Communities Sell Human Judgment: Three Types

Diving deeper into

Sid Yadav, co-founder & CEO of Circle, on the 3 types of community businesses

Interview
there are limits to what AI can help with—for example, tacit or “network knowledge” that can only come from humans with real-world experiences
Analyzed 6 sources

Circle’s customer has moved upmarket because the hardest thing these communities sell is not information, it is access to other people’s judgment. Since 2020, Circle has expanded from fan communities for creators into businesses where the community itself is the product, including professional networks, training academies, coaching groups, and customer communities inside larger companies. That fits especially well in verticals where members pay to learn from peers, not just consume content.
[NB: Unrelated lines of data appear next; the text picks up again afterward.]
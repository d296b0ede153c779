use std::thread::sleep;
use std::time::Duration;

use crate::time::elapsed;
use crate::time::is_stale;
use crate::time::Clock;
use crate::time::ManualClock;
use crate::time::MonotonicClock;
use crate::time::Timestamp;

#[test]
fn test_elapsed_forward() {
    let t0 = Timestamp::from_millis(1_000);
    let t1 = Timestamp::from_millis(1_650);
    assert_eq!(elapsed(t0, t1), 650);
}

#[test]
fn test_elapsed_is_negative_when_t1_precedes_t0() {
    let t0 = Timestamp::from_millis(2_000);
    let t1 = Timestamp::from_millis(1_500);
    assert_eq!(elapsed(t0, t1), -500);
    assert!(!is_stale(t0, t1, 100));
}

#[test]
fn test_elapsed_across_wraparound() {
    let t0 = Timestamp::from_millis(u32::MAX - 99);
    let t1 = t0.wrapping_add(300);
    assert_eq!(t1.as_millis(), 200);
    assert_eq!(elapsed(t0, t1), 300);
    assert!(is_stale(t0, t1, 299));
    assert!(!is_stale(t0, t1, 300));
}

#[test]
fn test_manual_clock_advance_and_set() {
    let clock = ManualClock::new(Timestamp::from_millis(10));
    clock.advance(15);
    assert_eq!(clock.now(), Timestamp::from_millis(25));
    clock.set(Timestamp::from_millis(7));
    assert_eq!(clock.now().as_millis(), 7);
}

#[test]
fn test_monotonic_clock_moves_forward() {
    let clock = MonotonicClock::new();
    let t1 = clock.now();
    sleep(Duration::from_millis(10));
    let t2 = clock.now();

    // Difference should be at least 10ms
    assert!(elapsed(t1, t2) >= 10);
}

#[test]
fn test_timestamp_display() {
    assert_eq!(Timestamp::from_millis(12_034).to_string(), "12.034s");
}
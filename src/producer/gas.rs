/// Load resistor on the sensor board, in ohms.
pub const LOAD_RESISTANCE_OHMS: f64 = 1000.0;

/// Supply voltage across the sensing element and load resistor.
const SUPPLY_VOLTS: f64 = 5.0;

/// Power-law fit `ppm = (Rs / R0 / a) ^ b` of a metal-oxide gas sensor.
#[derive(Debug, Clone, Copy, PartialEq)]
pub struct GasSensorModel {
    /// Sensor resistance in clean air, in ohms
    pub r0: f64,
    pub a: f64,
    pub b: f64,
}

impl GasSensorModel {
    /// Combustible gas / smoke sensor
    pub const MQ2: GasSensorModel = GasSensorModel {
        r0: 22_500.0,
        a: 11.5428,
        b: -1.526,
    };

    /// Carbon monoxide sensor
    pub const MQ7: GasSensorModel = GasSensorModel {
        r0: 15_000.0,
        a: 22.07,
        b: -1.498,
    };

    /// Converts the divided-down ADC voltage to a concentration in ppm,
    /// rounded to two decimals.
    ///
    /// The board halves the load voltage before the ADC, so the reading is
    /// doubled first. Returns `None` for non-positive voltages and for
    /// voltages at or above the supply, where the resistance ratio is no
    /// longer positive.
    pub fn ppm(
        &self,
        adc_volts: f64,
    ) -> Option<f64> {
        if adc_volts.is_nan() || adc_volts <= 0.0 {
            return None;
        }
        let vrl = 2.0 * adc_volts;
        let rs = (SUPPLY_VOLTS - vrl) * LOAD_RESISTANCE_OHMS / vrl;
        let ratio = rs / self.r0;
        if ratio <= 0.0 {
            return None;
        }
        let ppm = (ratio / self.a).powf(self.b);
        Some((ppm * 100.0).round() / 100.0)
    }
}
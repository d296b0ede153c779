mod mem_medium;
pub use mem_medium::*;
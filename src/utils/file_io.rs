use std::fs::{create_dir_all, File, OpenOptions};
use std::path::Path;

use tracing::debug;

use crate::Result;

/// Creates the parent directory of `path` when it does not exist yet.
pub fn create_parent_dir_if_not_exist(path: &Path) -> Result<()> {
    if let Some(parent) = path.parent() {
        if !parent.as_os_str().is_empty() && !parent.exists() {
            create_dir_all(parent)?;
            debug!("created directory: {:?}", parent);
        }
    }
    Ok(())
}

pub fn open_file_for_append(path: &Path) -> Result<File> {
    create_parent_dir_if_not_exist(path)?;
    let file = OpenOptions::new().append(true).create(true).open(path)?;
    Ok(file)
}

/// Replaces the content of `path` with `buf`, creating parent directories.
pub(crate) async fn write_into_file(
    path: &Path,
    buf: Vec<u8>,
) -> Result<()> {
    if let Some(parent) = path.parent() {
        if !parent.as_os_str().is_empty() {
            tokio::fs::create_dir_all(parent).await?;
        }
    }
    tokio::fs::write(path, buf).await?;
    debug!("wrote {:?}", path);
    Ok(())
}
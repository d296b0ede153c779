use std::sync::Arc;
use std::time::{Duration, Instant};

use tokio::sync::watch;
use tracing::{debug, info, warn};

use super::ChannelSelector;
use crate::{HierarchyController, Reading, Result};

/// Foreground flow: requests the selected channel at a fixed cadence and
/// logs what came back.
pub struct RequestLoop {
    controller: Arc<HierarchyController>,
    selector: Arc<ChannelSelector>,
    interval: Duration,
    layout_log_every: u64,
    shutdown_signal: watch::Receiver<()>,
}

impl RequestLoop {
    pub fn new(
        controller: Arc<HierarchyController>,
        selector: Arc<ChannelSelector>,
        interval: Duration,
        shutdown_signal: watch::Receiver<()>,
    ) -> Self {
        Self {
            controller,
            selector,
            interval,
            layout_log_every: 0,
            shutdown_signal,
        }
    }

    /// Logs the memory layout every `every` iterations; 0 disables it.
    pub fn with_layout_log_every(
        mut self,
        every: u64,
    ) -> Self {
        self.layout_log_every = every;
        self
    }

    /// Runs until the shutdown signal fires and returns the iteration count.
    pub async fn run(mut self) -> Result<u64> {
        info!("request loop started, every {:?}", self.interval);
        let mut iteration = 0u64;
        loop {
            iteration += 1;
            self.step(iteration).await?;

            tokio::select! {
                _ = self.shutdown_signal.changed() => {
                    info!("request loop received shutdown signal after {} iterations", iteration);
                    return Ok(iteration);
                }
                _ = tokio::time::sleep(self.interval) => {}
            }
        }
    }

    /// Serves the selected channel once.
    ///
    /// `Unavailable` is logged and swallowed; any other error ends the loop.
    pub async fn step(
        &self,
        iteration: u64,
    ) -> Result<Option<Reading>> {
        let channel = self.selector.current();
        let controller = self.controller.clone();
        let started = Instant::now();
        let outcome = tokio::task::spawn_blocking(move || controller.request(channel)).await?;
        let latency_ms = started.elapsed().as_secs_f64() * 1000.0;

        let name = self.controller.channels().name(channel).to_string();
        let reading = match outcome {
            Ok(reading) => {
                let m = self.controller.metrics();
                info!(
                    "{}: {} ({}) @ {} | hit {:.1}% cache {:.1}% store {:.1}% | {:.2}ms",
                    name,
                    reading.value,
                    reading.source,
                    reading.timestamp,
                    m.overall_hit_rate * 100.0,
                    m.cache_hit_rate * 100.0,
                    m.store_hit_rate * 100.0,
                    latency_ms
                );
                Some(reading)
            }
            Err(e) if e.is_unavailable() => {
                warn!("{}: unavailable ({:.2}ms)", name, latency_ms);
                None
            }
            Err(e) => return Err(e),
        };

        if self.layout_log_every > 0 && iteration % self.layout_log_every == 0 {
            debug!("\n{}", self.controller.layout());
        }
        Ok(reading)
    }
}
  • The early wedge was creators with audiences, but the newer core user is a more established operator. Circle now supports seven figure community businesses, and it has added enterprise use cases like customer education, partner hubs, and practitioner networks for large organizations.
  • The strongest product market fit shows up in three concrete buckets. Professional networks, like B2B marketers or Airbnb hosts. Learning academies, like career switchers or people training for a monetizable skill. Life clubs, like health, parenting, or wellness groups. All three depend on member to member advice and accountability, which makes the product more durable than a static course.
  • That is also why AI is additive, not substitutive. Circle’s AI can answer repeat questions from course materials and prior discussions, but the highest value conversations are still introductions, war stories, and niche operator judgment. Competitors like Kajabi are stronger at course commerce, while Circle wins when the business needs discussions, events, DMs, directories, and ongoing interaction in one system.

The next phase is Circle becoming core infrastructure for higher ticket, higher trust internet businesses. As more low end information products get commoditized by AI, the winning communities will center even more on peer access, coaching, reputation, and repeated interaction, which pushes Circle further toward professional, vertical, and enterprise community use cases.